┌────────
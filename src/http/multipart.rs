//! Minimal multipart/form-data helpers for the upload endpoint
//!
//! Only the first part of a body is ever looked at; this is not a general
//! form parser.

/// Split `bytes` on every occurrence of `separator`
///
/// Behaves like `str::split` over bytes: `n` separators give `n + 1`
/// slices, empty ones included. An empty separator yields the input whole.
pub fn split_bytes<'a>(bytes: &'a [u8], separator: &[u8]) -> Vec<&'a [u8]> {
    if separator.is_empty() {
        return vec![bytes];
    }

    let mut parts = Vec::new();
    let mut from = 0;
    let mut i = 0;
    while i + separator.len() <= bytes.len() {
        if &bytes[i..i + separator.len()] == separator {
            parts.push(&bytes[from..i]);
            i += separator.len();
            from = i;
        } else {
            i += 1;
        }
    }
    parts.push(&bytes[from..]);
    parts
}

/// Extract the `boundary=` parameter from a Content-Type value
pub fn boundary(content_type: &str) -> Option<&str> {
    content_type.split(';').find_map(|param| {
        let value = param.trim().strip_prefix("boundary=")?;
        let value = value.trim_matches('"');
        (!value.is_empty()).then_some(value)
    })
}

/// First part of a multipart body
#[derive(Debug, PartialEq, Eq)]
pub struct Part<'a> {
    /// Everything between the first two boundary markers
    pub raw: &'a [u8],
    /// Header block of the part
    pub headers: &'a [u8],
    /// Part content, still carrying the CRLF that precedes the next marker
    pub payload: &'a [u8],
}

impl<'a> Part<'a> {
    /// Value of the `filename="..."` parameter, if the part declares one
    pub fn filename(&self) -> Option<String> {
        let headers = String::from_utf8_lossy(self.headers);
        let start = headers.find("filename=\"")? + "filename=\"".len();
        let len = headers[start..].find('"')?;
        Some(headers[start..start + len].to_string())
    }

    /// Payload without the trailing CRLF
    pub fn file_content(&self) -> &'a [u8] {
        let end = self.payload.len().saturating_sub(2);
        &self.payload[..end]
    }
}

/// Locate the first part of `body` delimited by `--boundary`
pub fn first_part<'a>(body: &'a [u8], boundary: &str) -> Option<Part<'a>> {
    let marker = format!("--{boundary}");
    let raw = *split_bytes(body, marker.as_bytes()).get(1)?;

    let (headers, payload) = match find(raw, b"\r\n\r\n") {
        Some(pos) => (&raw[..pos], &raw[pos + 4..]),
        None => (raw, &raw[raw.len()..]),
    };

    Some(Part {
        raw,
        headers,
        payload,
    })
}

fn find(haystack: &[u8], needle: &[u8]) -> Option<usize> {
    haystack
        .windows(needle.len())
        .position(|window| window == needle)
}
/// Fallback for unresolvable paths
///
/// With an `Origin` header the CORS grant is attached, and an `OPTIONS`
/// request is answered as a preflight instead of a 404.
fn not_found(ctx: &RequestContext) -> Response<ResponseBody> {
    let Some(origin) = ctx.headers.get(header::ORIGIN) else {
        return http::build_404_response();
    };

    if ctx.method == Method::OPTIONS {
        return http::build_preflight_response(origin);
    }

    let mut response = http::build_404_response();
    apply_cors_headers(response.headers_mut(), origin);
    response
}

const fn version_label(version: hyper::Version) -> &'static str {
    match version {
        hyper::Version::HTTP_09 => "0.9",
        hyper::Version::HTTP_10 => "1.0",
        hyper::Version::HTTP_2 => "2",
        hyper::Version::HTTP_3 => "3",
        _ => "1.1",
    }
}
└────────
◆ **EXERCISE**: The required answer is the exact run of lines above starting at the line with "pub fn split_bytes<'a>(bytes: &'a" and ending at the line with "pub raw: &'a", with both ends present.

◆ **OUTPUT FOR THIS TASK**:
pub fn split_bytes<'a>(bytes: &'a [u8], separator: &[u8]) -> Vec<&'a [u8]> {
    if separator.is_empty() {
        return vec![bytes];
    }

    let mut parts = Vec::new();
    let mut from = 0;
    let mut i = 0;
    while i + separator.len() <= bytes.len() {
        if &bytes[i..i + separator.len()] == separator {
            parts.push(&bytes[from..i]);
            i += separator.len();
            from = i;
        } else {
            i += 1;
        }
    }
    parts.push(&bytes[from..]);
    parts
}

/// Extract the `boundary=` parameter from a Content-Type value
pub fn boundary(content_type: &str) -> Option<&str> {
    content_type.split(';').find_map(|param| {
        let value = param.trim().strip_prefix("boundary=")?;
        let value = value.trim_matches('"');
        (!value.is_empty()).then_some(value)
    })
}

/// First part of a multipart body
#[derive(Debug, PartialEq, Eq)]
pub struct Part<'a> {
    /// Everything between the first two boundary markers
    pub raw: &'a [u8],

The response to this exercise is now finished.